I had the 7500yen menu called the Promenade. The menu consisted of
Slow cooked Ainame and clam puree (the clam puree was good, the fish, so so)
Whole cooked Turnip (it is their signature dish, turnip cooked for 4 hrs, very juicy, but without the parsley emulsion, it just tasted like a boiled turnip, i.e., rather blend)
Fois gras with loquat and broad beans (a disappointment, the ingredients just DO NOT go well together, granted, I am not partial to fois gras)
Iwate Tankaku-gyu sirlon (this was real good)
Service was professional and attentive, the Japanese wine served were good.
This restaurant is in Kandajinbocho, just next to my favourite Yikitori place Ranjatai. I had several rounds of beer and sake before my dinner, wasnt that hungry, but gosh, the meal was truly impressived on the upside. Ryu-gin like inventive and imagination are apparent. I am quite used to Japanese hospitality, but the service (+explanation of dishes) offered is impressive even on the Japanese scale of hospitality.
The owner-chef, trained with Ishikawa.
1. Quite unconventionally, the meal started with a Japanese waffle munaka, (this is usually a japanese dessert,) but the filling was fois gras and japanese radish, the waffle had a lovely smoky taste
2. Japanese Dumpling, the dish was arranged as if leave is sprouting from the soil. The dumpling is made with bean, milk and kuju.
3. Asparagus tofu (this was really impressive) served with egg yolk. THe chef emphasised this was sugar-free.
4. Deep fried pike conger
5. Sashimi, not the conventional type, isaki mixed with shrimps mixed with lime and radish seeds
6. Eel. (Peaking duck style, served with miso sauce and cucumber) + black sugar bread.
7. Salad. This was the real tour the force. Observing from the counter, could really see the effort the chefs put into it. All the vegetables were grown by the chef's sister, each was prepared individually and differently, like deep-fried pumpkin flower stuffed with red-rice, baby pumpkin eaten raw, rocket lettuce flower, baby carrot coated with raost tea, potato, burdoch, vinegared tomato, etc. This was divine.
8. Asari soup. (the huge asari was a bit too chewy for my tate)

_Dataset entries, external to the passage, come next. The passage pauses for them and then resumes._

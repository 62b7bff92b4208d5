use thiserror::Error;

#[derive(Error, Debug)]
pub enum BridgeError {
    #[error("Chrome extension not connected")]
    NoConnection,

    #[error("Screenshot capture timed out")]
    CaptureTimeout,

    #[error("No available port found in range {start}..{end}")]
    PortExhausted { start: u16, end: u16 },

    #[error("Failed to launch browser: {0}")]
    BrowserLaunch(String),

    #[error("No supported browser found. Configure a custom executable path")]
    NoBrowserFound,

    #[error("Screenshot save failed: {0}")]
    FileSystem(String),

    #[error("Invalid URL: {0}")]
    InvalidUrl(String),

    #[error("Audit failed: {0}")]
    AuditUpstream(String),

    #[error("Navigation timeout after {0}s")]
    NavigationTimeout(u64),

    #[error("Configuration error: {0}")]
    ConfigError(String),

    #[error("Connection error: {0}")]
    Connection(String),

    #[error("File I/O error: {0}")]
    IoError(#[from] std::io::Error),

    #[error("JSON error: {0}")]
    JsonError(#[from] serde_json::Error),

    #[error("TOML deserialization error: {0}")]
    TomlDeError(#[from] toml::de::Error),
}

impl BridgeError {
    /// HTTP status the variant should surface as when it reaches a handler.
    pub fn status_code(&self) -> u16 {
        match self {
            Self::NoConnection => 503,
            Self::CaptureTimeout | Self::NavigationTimeout(_) => 504,
            Self::InvalidUrl(_) => 400,
            Self::NoBrowserFound | Self::ConfigError(_) => 422,
            Self::AuditUpstream(_)
            | Self::BrowserLaunch(_)
            | Self::FileSystem(_)
            | Self::Connection(_)
            | Self::PortExhausted { .. }
            | Self::IoError(_)
            | Self::JsonError(_)
            | Self::TomlDeError(_) => 500,
        }
    }
}

#[cfg(test)]
mod tests {
    use super::*;

    #[test]
    fn test_no_connection_message_names_extension() {
        let err = BridgeError::NoConnection;
        assert_eq!(err.to_string(), "Chrome extension not connected");
        assert_eq!(err.status_code(), 503);
    }

    #[test]
    fn test_invalid_url_is_client_error() {
        let err = BridgeError::InvalidUrl("not a url".into());
        assert_eq!(err.status_code(), 400);
    }

    #[test]
    fn test_audit_upstream_is_server_error() {
        let err = BridgeError::AuditUpstream("lighthouse crashed".into());
        assert_eq!(err.status_code(), 500);
        assert!(err.to_string().contains("lighthouse crashed"));
    }
}
#[cfg(test)]
mod tests {
    use super::*;
    use serde_json::json;

    fn aggregator_with(settings: Settings) -> LogAggregator {
        LogAggregator::new(Arc::new(RwLock::new(settings)))
    }

    fn console_error(i: usize) -> Value {
        json!({
            "type": "console-error",
            "level": "error",
            "message": format!("error {}", i),
            "timestamp": i,
        })
    }

    #[tokio::test]
    async fn test_bounded_eviction_keeps_most_recent() {
        let agg = aggregator_with(Settings {
            log_limit: 50,
            ..Settings::default()
        });

        for i in 0..55 {
            agg.ingest(console_error(i)).await;
        }

        let entries = agg.query(LogKind::ConsoleErrors).await;
        assert_eq!(entries.len(), 50);
        assert_eq!(entries[0]["message"], "error 5");
        assert_eq!(entries[49]["message"], "error 54");
    }

    #[tokio::test]
    async fn test_end_to_end_sixty_ingests_fifty_kept() {
        let agg = aggregator_with(Settings::default());

        for i in 0..60 {
            agg.ingest(json!({
                "type": "console-error",
                "level": "error",
                "message": "x",
                "timestamp": i + 1,
            }))
            .await;
        }

        let entries = agg.query(LogKind::ConsoleErrors).await;
        assert_eq!(entries.len(), 50);
        // oldest 10 evicted
        assert_eq!(entries[0]["timestamp"], 11);
    }

    #[tokio::test]
    async fn test_unknown_type_ignored_without_error() {
        let agg = aggregator_with(Settings::default());
        agg.ingest(json!({"type": "mystery", "payload": 1})).await;
        agg.ingest(json!({"no_type_at_all": true})).await;

        let (logs, errors, nerr, nok) = agg.counts().await;
        assert_eq!((logs, errors, nerr, nok), (0, 0, 0, 0));
    }

    #[tokio::test]
    async fn test_network_split_by_status() {
        let agg = aggregator_with(Settings::default());
        agg.ingest(json!({"type": "network-request", "url": "http://a", "status": 200, "timestamp": 1}))
            .await;
        agg.ingest(json!({"type": "network-request", "url": "http://b", "status": 404, "timestamp": 2}))
            .await;
        agg.ingest(json!({"type": "network-request", "url": "http://c", "status": 500, "timestamp": 3}))
            .await;

        let (_, _, nerr, nok) = agg.counts().await;
        assert_eq!(nerr, 2);
        assert_eq!(nok, 1);
    }

    #[tokio::test]
    async fn test_headers_stripped_unless_enabled() {
        let agg = aggregator_with(Settings::default());
        agg.ingest(json!({
            "type": "network-request",
            "url": "http://a",
            "status": 200,
            "timestamp": 1,
            "requestHeaders": {"authorization": "secret"},
            "responseHeaders": {"content-type": "text/html"},
        }))
        .await;

        let entries = agg.query(LogKind::NetworkSuccess).await;
        assert!(entries[0].get("requestHeaders").is_none());
        assert!(entries[0].get("responseHeaders").is_none());

        let agg = aggregator_with(Settings {
            show_request_headers: true,
            show_response_headers: true,
            ..Settings::default()
        });
        agg.ingest(json!({
            "type": "network-request",
            "url": "http://a",
            "status": 200,
            "timestamp": 1,
            "requestHeaders": {"authorization": "secret"},
        }))
        .await;
        let entries = agg.query(LogKind::NetworkSuccess).await;
        assert!(entries[0].get("requestHeaders").is_some());
    }

    #[tokio::test]
    async fn test_truncation_is_prefix_and_within_budget() {
        let agg = aggregator_with(Settings {
            query_limit: 200,
            ..Settings::default()
        });
        for i in 0..20 {
            agg.ingest(console_error(i)).await;
        }

        let truncated = agg.query(LogKind::ConsoleErrors).await;
        let serialized: usize = truncated.iter().map(|e| e.to_string().len()).sum();
        assert!(serialized <= 200);
        assert!(truncated.len() < 20);

        // strict prefix of the full processed sequence
        let full = aggregator_with(Settings::default());
        for i in 0..20 {
            full.ingest(console_error(i)).await;
        }
        let full = full.query(LogKind::ConsoleErrors).await;
        for (i, entry) in truncated.iter().enumerate() {
            assert_eq!(entry, &full[i]);
        }
    }

    #[tokio::test]
    async fn test_merged_network_sorted_by_timestamp() {
        let agg = aggregator_with(Settings::default());
        agg.ingest(json!({"type": "network-request", "url": "http://ok", "status": 200, "timestamp": 5}))
            .await;
        agg.ingest(json!({"type": "network-request", "url": "http://err", "status": 500, "timestamp": 2}))
            .await;
        agg.ingest(json!({"type": "network-request", "url": "http://ok2", "status": 200, "timestamp": 9}))
            .await;

        let merged = agg.merged_network().await;
        let stamps: Vec<f64> = merged.iter().map(timestamp_of).collect();
        assert_eq!(stamps, vec![2.0, 5.0, 9.0]);
    }

    #[tokio::test]
    async fn test_clear_all_idempotent() {
        let agg = aggregator_with(Settings::default());
        for i in 0..5 {
            agg.ingest(console_error(i)).await;
        }
        agg.set_selected_element(json!({"tag": "div"})).await;

        agg.clear_all().await;
        agg.clear_all().await;

        let (a, b, c, d) = agg.counts().await;
        assert_eq!((a, b, c, d), (0, 0, 0, 0));
        assert!(agg.selected_element().await.is_none());
    }

    #[tokio::test]
    async fn test_current_url_overwrite_returns_old() {
        let agg = aggregator_with(Settings::default());
        let old = agg
            .update_current_url("https://one.test".into(), None, None)
            .await;
        assert!(old.is_none());

        let old = agg
            .update_current_url("https://two.test".into(), Some("7".into()), Some("tab".into()))
            .await;
        assert_eq!(old.as_deref(), Some("https://one.test"));
        assert_eq!(agg.current_url().await.as_deref(), Some("https://two.test"));
        assert_eq!(agg.current_tab_id().await.as_deref(), Some("7"));
    }

    #[tokio::test]
    async fn test_long_strings_truncated_on_ingest() {
        let agg = aggregator_with(Settings {
            string_size_limit: 10,
            ..Settings::default()
        });
        agg.ingest(json!({
            "type": "console-log",
            "level": "info",
            "message": "abcdefghijklmnopqrstuvwxyz",
            "timestamp": 1,
        }))
        .await;

        let entries = agg.query(LogKind::ConsoleLogs).await;
        let message = entries[0]["message"].as_str().unwrap();
        assert!(message.starts_with("abcdefghij"));
        assert!(message.ends_with("[truncated]"));
    }

    #[tokio::test]
    async fn test_oversized_entry_dropped() {
        let agg = aggregator_with(Settings {
            max_log_size: 80,
            string_size_limit: 10_000,
            ..Settings::default()
        });
        agg.ingest(json!({
            "type": "console-log",
            "level": "info",
            "message": "x".repeat(200),
            "timestamp": 1,
        }))
        .await;

        let (logs, _, _, _) = agg.counts().await;
        assert_eq!(logs, 0);
    }

    #[tokio::test]
    async fn test_page_navigated_updates_url() {
        let agg = aggregator_with(Settings::default());
        agg.ingest(json!({"type": "page-navigated", "url": "https://nav.test", "tabId": 3}))
            .await;
        assert_eq!(agg.current_url().await.as_deref(), Some("https://nav.test"));
        assert_eq!(agg.current_tab_id().await.as_deref(), Some("3"));
    }
}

9. Rice I have never had a better rice with which to conclude my meal. It rice with corn and onion, sitting on the rice was a big piece of fragrant beaf shoulder. I was dining alone but the beef was big enough to feed 3 ppl. Too bad i was already quite full and could not even finish my serving's beef. THis was also divine, from the smell, to the taste and texture.
The chef seems to be a sake connoisseur, he offered a variety of sake throughout the meal and he told me the list changes monthly.

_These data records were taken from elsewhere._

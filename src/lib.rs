pub mod audit;
pub mod browser;
pub mod config;
pub mod devices;
pub mod error;
pub mod logs;
pub mod port;
pub mod screenshot;
pub mod server;
pub mod timeouts;
pub mod utils;

pub use config::{Config, ServerConfig, Settings};
pub use error::BridgeError;
pub use server::Server;

pub type Result<T> = std::result::Result<T, BridgeError>;
// Baseline-versus-candidates comparison over files
use crate::differ::{Baseline, Comparison};
use crate::error::DiffError;
use crate::parser::ItineraryParser;
use serde::Serialize;
use std::path::{Path, PathBuf};
use tracing::info;

/// Result of comparing one candidate file with the baseline.
#[derive(Debug, Clone, PartialEq, Eq, Serialize)]
pub struct FileComparison {
    #[serde(rename = "file")]
    pub path: PathBuf,
    #[serde(flatten)]
    pub comparison: Comparison,
}

/// Compare every candidate file with the baseline file.
///
/// All files are parsed before anything is compared, so an unreadable or
/// malformed file fails the whole run without partial results. Candidates
/// are never compared with each other. Results follow the candidate order.
pub fn compare_files<B: AsRef<Path>, P: AsRef<Path>>(
    baseline: B,
    candidates: &[P],
) -> Result<Vec<FileComparison>, DiffError> {
    if candidates.is_empty() {
        return Err(DiffError::NotEnoughFiles(1));
    }

    let parser = ItineraryParser::new();
    let baseline = Baseline::new(parser.parse_file(baseline.as_ref())?);
    let documents = candidates
        .iter()
        .map(|path| {
            let path = path.as_ref();
            parser
                .parse_file(path)
                .map(|document| (path.to_path_buf(), document))
        })
        .collect::<Result<Vec<_>, _>>()?;

    let results: Vec<FileComparison> = documents
        .iter()
        .map(|(path, document)| FileComparison {
            path: path.clone(),
            comparison: baseline.compare(document),
        })
        .collect();

    info!(
        candidates = results.len(),
        baseline_itineraries = baseline.document().len(),
        "comparison finished"
    );
    Ok(results)
}

#[cfg(test)]
mod tests {
    use super::*;
    use crate::itinerary::ItineraryKey;
    use std::fs;

    const SAMPLE_ONE_WAY_PATH: &str = "samples/one_way_baseline.xml";
    const SAMPLE_ONE_WAY_CHANGED_PATH: &str = "samples/one_way_changed.xml";
    const SAMPLE_ROUND_TRIP_PATH: &str = "samples/round_trip.xml";

    #[test]
    fn test_compare_sample_files() {
        let result = compare_files(
            SAMPLE_ONE_WAY_PATH,
            &[SAMPLE_ONE_WAY_CHANGED_PATH, SAMPLE_ONE_WAY_PATH],
        );
        assert!(result.is_ok(), "comparison failed: {:?}", result.err());
        let results = result.unwrap();
        assert_eq!(results.len(), 2);

        let changed = &results[0];
        assert_eq!(changed.path, PathBuf::from(SAMPLE_ONE_WAY_CHANGED_PATH));
        let counts = changed.comparison.counts();
        assert_eq!(counts.added, 1);
        assert_eq!(counts.removed, 1);
        assert_eq!(counts.price_changed, 1);
        assert_eq!(counts.data_changed, 1);

        let added = changed.comparison.added[0].key();
        assert_eq!(added.onward()[0].flight_number, "334");

        assert!(results[1].comparison.is_empty());
    }

    #[test]
    fn test_round_trip_candidate_against_one_way_baseline() {
        let results = compare_files(SAMPLE_ONE_WAY_PATH, &[SAMPLE_ROUND_TRIP_PATH]).unwrap();
        let comparison = &results[0].comparison;

        // The round trip's onward flights match a one-way baseline itinerary
        assert!(comparison
            .removed
            .iter()
            .all(|record| record.key().onward()[0].flight_number != "996"));
        assert!(comparison
            .records()
            .all(|record| !matches!(record.key(), ItineraryKey::RoundTrip { .. })));
        assert_eq!(comparison.price_changed.len(), 1);
    }

    #[test]
    fn test_one_way_candidates_against_round_trip_baseline() {
        let results = compare_files(
            SAMPLE_ROUND_TRIP_PATH,
            &[SAMPLE_ONE_WAY_PATH, SAMPLE_ONE_WAY_CHANGED_PATH],
        )
        .unwrap();
        assert_eq!(results.len(), 2);
        for result in &results {
            assert!(result
                .comparison
                .records()
                .all(|record| record.route().inbound.is_none()));
        }
    }

    #[test]
    fn test_missing_candidate_aborts_run() {
        let dir = tempfile::tempdir().unwrap();
        let missing = dir.path().join("missing.xml");
        let baseline = PathBuf::from(SAMPLE_ONE_WAY_PATH);

        match compare_files(baseline, &[missing.clone()]) {
            Err(DiffError::FileAccess { path, .. }) => assert_eq!(path, missing),
            other => panic!("expected a file access error, got {:?}", other),
        }
    }

    #[test]
    fn test_malformed_candidate_aborts_run() {
        let dir = tempfile::tempdir().unwrap();
        let broken = dir.path().join("broken.xml");
        fs::write(
            &broken,
            "<AirFareSearchResponse><PricedItineraries><Flights></Flights></PricedItineraries></AirFareSearchResponse>",
        )
        .unwrap();
        let good = PathBuf::from(SAMPLE_ONE_WAY_CHANGED_PATH);

        let result = compare_files(PathBuf::from(SAMPLE_ONE_WAY_PATH), &[good, broken.clone()]);
        match result {
            Err(DiffError::Parse { path, .. }) => assert_eq!(path, broken),
            other => panic!("expected a parse error, got {:?}", other),
        }
    }

    #[test]
    fn test_needs_a_candidate() {
        let candidates: [&str; 0] = [];
        assert!(matches!(
            compare_files(SAMPLE_ONE_WAY_PATH, &candidates),
            Err(DiffError::NotEnoughFiles(1))
        ));
    }
}
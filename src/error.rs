use std::path::PathBuf;
use thiserror::Error;

// Errors raised while turning one response document into itineraries.
// `itinerary` is the 1-based position of the PricedItineraries/Flights node.
#[derive(Error, Debug, PartialEq)]
pub enum ParseError {
    #[error("XML parse error: {0}")]
    XmlParseError(String),

    #[error("itinerary #{itinerary}: missing required element {element}")]
    MissingElement { itinerary: usize, element: String },

    #[error("itinerary #{itinerary}: element {element} is empty")]
    EmptyElement { itinerary: usize, element: String },

    #[error("itinerary #{itinerary}: {element} has no time component: {value:?}")]
    InvalidTimestamp {
        itinerary: usize,
        element: String,
        value: String,
    },

    #[error("itinerary #{itinerary}: no onward flights")]
    NoOnwardFlights { itinerary: usize },
}

// Errors that abort a whole comparison run
#[derive(Error, Debug)]
pub enum DiffError {
    #[error("cannot read {path}: {source}")]
    FileAccess {
        path: PathBuf,
        #[source]
        source: std::io::Error,
    },

    #[error("malformed document {path}: {source}")]
    Parse {
        path: PathBuf,
        #[source]
        source: ParseError,
    },

    #[error("need a baseline and at least one file to compare, got {0} file(s)")]
    NotEnoughFiles(usize),
}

All in all, the cost performance, inventiveness, service were all ramarkable.
Btw, the staff at the restaurant is taking English class and can take reservations in English.
Damn it. You went to 3 of the restaurants I had planned for my next trip. :) I've been hearing great things about Den. It's my top priority now. Thanks for the review!
Vert interesting post. Thanks again. I have looked on the web but cannot find a single other review of DEN - nor its address. Do they have a web site, or could you provide a phone number or email. Are they open for lunch? Thanks.
Ps: the japanese waffle special seems amazing. Do you have a picture?
I requested the concierge at the hotel to make the reservation at Den about 2 months in advance and they succeeded.We went last night.I certainly agree with CW Foodie on the salad,probably the best salad I have ever eaten.I also thought the yam was fantastic.The chef was very friendly,and with the help of one of the staff,described every dish to us.
The cost at Den is about 2/3 the cost at Ishikawa,which we visited a few days ago.I would return to both when I am next back in Tokyo,both fully deserving their Michelin stars and high Tabelog ratings.